//! Damage and healing resolution.
//!
//! ```text
//! damage = base × (1 + power × powerCoef) × levelFactor × crit × (1 - mitigation)
//! heal   = base × (1 + power × powerCoef) × levelFactor½ × crit
//! ```
//!
//! Results are rounded to whole units with a floor of 1 unless the request
//! is marked ignorable. Before health changes, the amount passes through the
//! condition interception chain (source, then target).

mod engine;

pub use engine::{DamageContext, DamageEngine, level_factor, mitigation};

use strum::{Display, EnumIter, EnumString};
use thiserror::Error;

use crate::entity::{EntityId, RegistryError};
use crate::error::{CombatError, ErrorSeverity};

/// School of damage. `True` bypasses mitigation.
#[derive(
    Clone, Copy, Debug, Default, PartialEq, Eq, PartialOrd, Ord, Hash, Display, EnumString, EnumIter,
)]
#[strum(serialize_all = "snake_case")]
#[cfg_attr(feature = "serde", derive(serde::Serialize, serde::Deserialize))]
pub enum DamageType {
    #[default]
    Physical,
    Fire,
    Frost,
    Arcane,
    Nature,
    Shadow,
    Holy,
    True,
}

impl DamageType {
    pub const fn bypasses_mitigation(self) -> bool {
        matches!(self, Self::True)
    }
}

/// Knobs of a single damage or heal calculation.
#[derive(Clone, Copy, Debug, Default, PartialEq)]
#[cfg_attr(feature = "serde", derive(serde::Serialize, serde::Deserialize))]
pub struct DamageOptions {
    pub damage_type: DamageType,
    /// `Some` decides the crit outright instead of rolling.
    pub force_crit: Option<bool>,
    /// Condition tick. Never critical.
    pub periodic: bool,
    /// Lets the result round down to zero.
    pub ignorable: bool,
}

/// Every factor that went into a damage number.
#[derive(Clone, Copy, Debug, PartialEq)]
#[cfg_attr(feature = "serde", derive(serde::Serialize, serde::Deserialize))]
pub struct DamageBreakdown {
    pub base: f64,
    pub power_multiplier: f64,
    pub level_factor: f64,
    pub critical: bool,
    /// Multiplier applied for the crit; 1 when not critical.
    pub crit_multiplier: f64,
    pub mitigation: f64,
    pub damage_type: DamageType,
    /// Final rounded amount before interception.
    pub amount: f64,
}

/// Every factor that went into a heal number.
#[derive(Clone, Copy, Debug, PartialEq)]
#[cfg_attr(feature = "serde", derive(serde::Serialize, serde::Deserialize))]
pub struct HealBreakdown {
    pub base: f64,
    pub power_multiplier: f64,
    pub level_factor: f64,
    pub critical: bool,
    pub crit_multiplier: f64,
    pub amount: f64,
}

/// Request to damage a target.
#[derive(Clone, Debug, PartialEq)]
pub struct DamageRequest {
    /// `None` for sourceless damage (environment, orphaned ticks).
    pub source: Option<EntityId>,
    pub target: EntityId,
    pub base: f64,
    pub options: DamageOptions,
    /// Precomputed breakdown; derived from `base` when absent.
    pub breakdown: Option<DamageBreakdown>,
}

impl DamageRequest {
    pub fn new(source: Option<EntityId>, target: EntityId, base: f64, options: DamageOptions) -> Self {
        Self {
            source,
            target,
            base,
            options,
            breakdown: None,
        }
    }

    pub fn with_breakdown(mut self, breakdown: DamageBreakdown) -> Self {
        self.breakdown = Some(breakdown);
        self
    }
}

/// Request to heal a target.
#[derive(Clone, Debug, PartialEq)]
pub struct HealRequest {
    pub source: Option<EntityId>,
    pub target: EntityId,
    pub base: f64,
    pub options: DamageOptions,
    pub breakdown: Option<HealBreakdown>,
}

impl HealRequest {
    pub fn new(source: Option<EntityId>, target: EntityId, base: f64, options: DamageOptions) -> Self {
        Self {
            source,
            target,
            base,
            options,
            breakdown: None,
        }
    }
}

/// Damage in flight through the interception chain.
#[derive(Clone, Debug, PartialEq)]
pub struct DamagePacket {
    pub source: Option<EntityId>,
    pub target: EntityId,
    pub amount: f64,
    pub damage_type: DamageType,
    pub critical: bool,
    pub periodic: bool,
    /// Amount soaked by shields so far.
    pub absorbed: f64,
}

/// Healing in flight through the interception chain.
#[derive(Clone, Debug, PartialEq)]
pub struct HealPacket {
    pub source: Option<EntityId>,
    pub target: EntityId,
    pub amount: f64,
    pub critical: bool,
    pub periodic: bool,
}

#[derive(Clone, Debug, PartialEq, Eq, Error)]
pub enum DamageError {
    #[error("target {0} not found")]
    TargetNotFound(EntityId),

    #[error("target {0} is dead")]
    TargetDead(EntityId),

    #[error(transparent)]
    Registry(#[from] RegistryError),
}

impl CombatError for DamageError {
    fn severity(&self) -> ErrorSeverity {
        match self {
            Self::TargetNotFound(_) | Self::TargetDead(_) => ErrorSeverity::Validation,
            Self::Registry(e) => e.severity(),
        }
    }

    fn error_code(&self) -> &'static str {
        match self {
            Self::TargetNotFound(_) => "DAMAGE_TARGET_NOT_FOUND",
            Self::TargetDead(_) => "DAMAGE_TARGET_DEAD",
            Self::Registry(e) => e.error_code(),
        }
    }
}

◇ ◇ ◇ ◇

WORK INSTRUCTION> Each line of the records that contains the string "impl" must be copied.

EXERCISE RESULT>
impl DamageType {
impl DamageRequest {
impl HealRequest {
impl CombatError for DamageError {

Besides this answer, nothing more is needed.